This case series appears to identify a new subtype of chronic daily headache in overweight/obese women in their fifties and sixties.
Women often experience perimenopausal changes in headache frequency, when migraines may worsen or new types of headaches begin. The following case series describes a possible new type of chronic daily headache that appears to develop in overweight/obese women around the time of menopause or after.1
The case series concerns eight women who were seen by a single neurologist at the Mayo Clinic, Jacksonville, FL over the course of one year. All the women described recent onset (within the last year) bilateral daily head pain. Pain was worse in the morning just before rising from bed, with reported intensity ranging up to 10/10. Only one out of the eight women described co-occurring migraine features. None were able to identify triggers.
The average age of onset was 57 years (two women were perimenopausal, the remainder were menopausal). Six out of the eight had a history of episodic migraine, which was either well controlled or in remission when the new headache symptoms started. Six out of the eight were either overweight or obese.
All patients had normal ophthalmic exams, with no evidence of disc edema. Trendelenburg in the 10 degree head-down tilt position precipitated immediate worsening of symptoms in all patients. MRI with or without contrast and MR venography were normal, except for small incidental venous anomalies in three patients. Lumbar puncture (LP) was performed on two patients and showed normal to low opening pressure. Both developed post-LP headaches.
LP was not deemed curative. All women showed rapid response (within 2 to7 days) with near complete resolution of symptoms when treated with acetazolamide (7 patients) or spironolactone (one patient). All experienced headache recurrence when tapering off medication, and none were able to completely taper off medication.
The case series appears to identify a new subtype of chronic daily headache in overweight/obese women in their fifties and sixties. The Trendelenburg position, an indication of increased intracranial pressure, appears to be diagnostic. While the etiology remains unknown, it could be related to cerebrospinal fluid (CSF) pressure high enough above baseline to cause headaches, but not severe enough to cause disc edema.

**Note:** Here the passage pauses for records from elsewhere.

//! Settlement poller driven by a scripted rail on paused time.

use std::{
    collections::VecDeque,
    sync::{
        atomic::{AtomicU32, Ordering},
        Mutex,
    },
    time::Duration,
};

use async_trait::async_trait;
use tokio_util::sync::CancellationToken;
use zkpix_common::{ExternalPaymentRecord, PaymentStatus};
use zkpix_rail::{
    Backoff, PaymentQuery, PaymentRail, PaymentReceipt, PollPolicy, RailError, SettlementPoller,
    StatusPolicy,
};

struct ScriptedRail {
    script: Mutex<VecDeque<&'static str>>,
    polls: AtomicU32,
    statuses: StatusPolicy,
}

impl ScriptedRail {
    fn new(script: &[&'static str]) -> Self {
        Self {
            script: Mutex::new(script.iter().copied().collect()),
            polls: AtomicU32::new(0),
            statuses: StatusPolicy::default(),
        }
    }

    fn polls(&self) -> u32 {
        self.polls.load(Ordering::SeqCst)
    }
}

#[async_trait]
impl PaymentRail for ScriptedRail {
    async fn send_payment(&self, _: &str, _: u64) -> Result<PaymentReceipt, RailError> {
        unreachable!("poller never sends")
    }

    async fn payment_status(
        &self,
        query: &PaymentQuery,
    ) -> Result<ExternalPaymentRecord, RailError> {
        self.polls.fetch_add(1, Ordering::SeqCst);
        let next = self.script.lock().unwrap().pop_front();
        match next {
            Some("ERR") => Err(RailError::Status {
                status: 503,
                operation: "payment_status",
            }),
            Some(raw) => {
                let mut record = ExternalPaymentRecord::pending(query.id(), "");
                record.advance(self.statuses.classify(raw), raw);
                Ok(record)
            }
            None => Ok(ExternalPaymentRecord::pending(query.id(), "EM_PROCESSAMENTO")),
        }
    }
}

fn query() -> PaymentQuery {
    PaymentQuery::Sent("req-1".into())
}

#[tokio::test(start_paused = true)]
async fn settles_on_third_observation() {
    let rail = ScriptedRail::new(&["EM_PROCESSAMENTO", "AGUARDANDO", "CONCLUIDA"]);
    let policy = PollPolicy::fixed(Duration::from_secs(2), 5);
    let started = tokio::time::Instant::now();

    let record = SettlementPoller::new(&rail)
        .await_settlement(&query(), &policy, &CancellationToken::new())
        .await
        .unwrap();

    assert_eq!(record.status, PaymentStatus::Settled);
    assert_eq!(record.raw_status, "CONCLUIDA");
    assert_eq!(rail.polls(), 3);
    assert_eq!(started.elapsed(), Duration::from_secs(4));
}

#[tokio::test(start_paused = true)]
async fn gives_up_after_max_attempts() {
    let rail = ScriptedRail::new(&[]);
    let policy = PollPolicy::fixed(Duration::from_secs(1), 4);

    let err = SettlementPoller::new(&rail)
        .await_settlement(&query(), &policy, &CancellationToken::new())
        .await
        .unwrap_err();

    assert!(matches!(err, RailError::SettlementTimeout { attempts: 4 }));
    assert_eq!(rail.polls(), 4);
}

#[tokio::test(start_paused = true)]
async fn failure_status_short_circuits() {
    let rail = ScriptedRail::new(&["EM_PROCESSAMENTO", "DEVOLVIDA", "CONCLUIDA"]);
    let policy = PollPolicy::fixed(Duration::from_secs(1), 10);

    let err = SettlementPoller::new(&rail)
        .await_settlement(&query(), &policy, &CancellationToken::new())
        .await
        .unwrap_err();

    assert!(matches!(err, RailError::SettlementFailed { ref status } if status == "DEVOLVIDA"));
    assert_eq!(rail.polls(), 2);
}

#[tokio::test(start_paused = true)]
async fn rail_error_ends_the_poll() {
    let rail = ScriptedRail::new(&["EM_PROCESSAMENTO", "ERR", "CONCLUIDA"]);
    let policy = PollPolicy::fixed(Duration::from_secs(1), 10);

    let err = SettlementPoller::new(&rail)
        .await_settlement(&query(), &policy, &CancellationToken::new())
        .await
        .unwrap_err();

    assert!(matches!(err, RailError::Status { status: 503, .. }));
    assert_eq!(rail.polls(), 2);
}

#[tokio::test(start_paused = true)]
async fn cancellation_interrupts_the_wait() {
    let rail = ScriptedRail::new(&[]);
    let policy = PollPolicy::fixed(Duration::from_secs(10), 100);
    let cancel = CancellationToken::new();

    let trigger = cancel.clone();
    tokio::spawn(async move {
        tokio::time::sleep(Duration::from_secs(25)).await;
        trigger.cancel();
    });

    let err = SettlementPoller::new(&rail)
        .await_settlement(&query(), &policy, &cancel)
        .await
        .unwrap_err();

    assert!(matches!(err, RailError::Cancelled));
    assert_eq!(rail.polls(), 3);
}

#[tokio::test(start_paused = true)]
async fn exponential_backoff_spaces_attempts() {
    let rail = ScriptedRail::new(&["EM_PROCESSAMENTO", "EM_PROCESSAMENTO", "EM_PROCESSAMENTO", "PAGO"]);
    let policy = PollPolicy {
        interval: Duration::from_secs(1),
        max_attempts: 10,
        backoff: Backoff::Exponential {
            factor: 2,
            max: Duration::from_secs(3),
        },
    };
    let started = tokio::time::Instant::now();

    SettlementPoller::new(&rail)
        .await_settlement(&query(), &policy, &CancellationToken::new())
        .await
        .unwrap();

    // 1s + 2s + 3s (capped)
    assert_eq!(started.elapsed(), Duration::from_secs(6));
    assert_eq!(rail.polls(), 4);
}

Why these women developed increased CSF pressure is unknown but multiple causes may have worked together to cause the condition.
Increased BMI has been linked to elevated intracranial pressure. But weight alone may not be to blame, because not all women in this series were overweight or obese. Other contributing factors can include cerebral venous congestion, venous anomaly, and decreased estrogen levels causing cerebral venous insufficiency.
Other causes of increased CSF pressure were ruled out but include: intracranial mass lesions, venous thrombosis, vessel stenosis, jugular vein compression, decreased CSF absorption (eg, from past meningitis or intracranial hemorrhage), or increased CSF production (eg, from a choroid plexus lesion or malignant systemic hypertension).
Take Home Points
• This case series describes a possible new type of daily headache in middle-aged overweight or obese women
• Trendelenburg position appeared diagnostic, and indicated increased intracranial pressure
• All women responded well to CSF-pressure lowering medication
• The cause of increased CSF pressure was unknown; contributing factors could be increased BMI, hormonal factors, venous anomaly, and/or venous congestion
1. Rozen TD. A new subtype of chronic daily headache presenting in older women. J Women’s Health (Larchmt). 2018;27:203-208.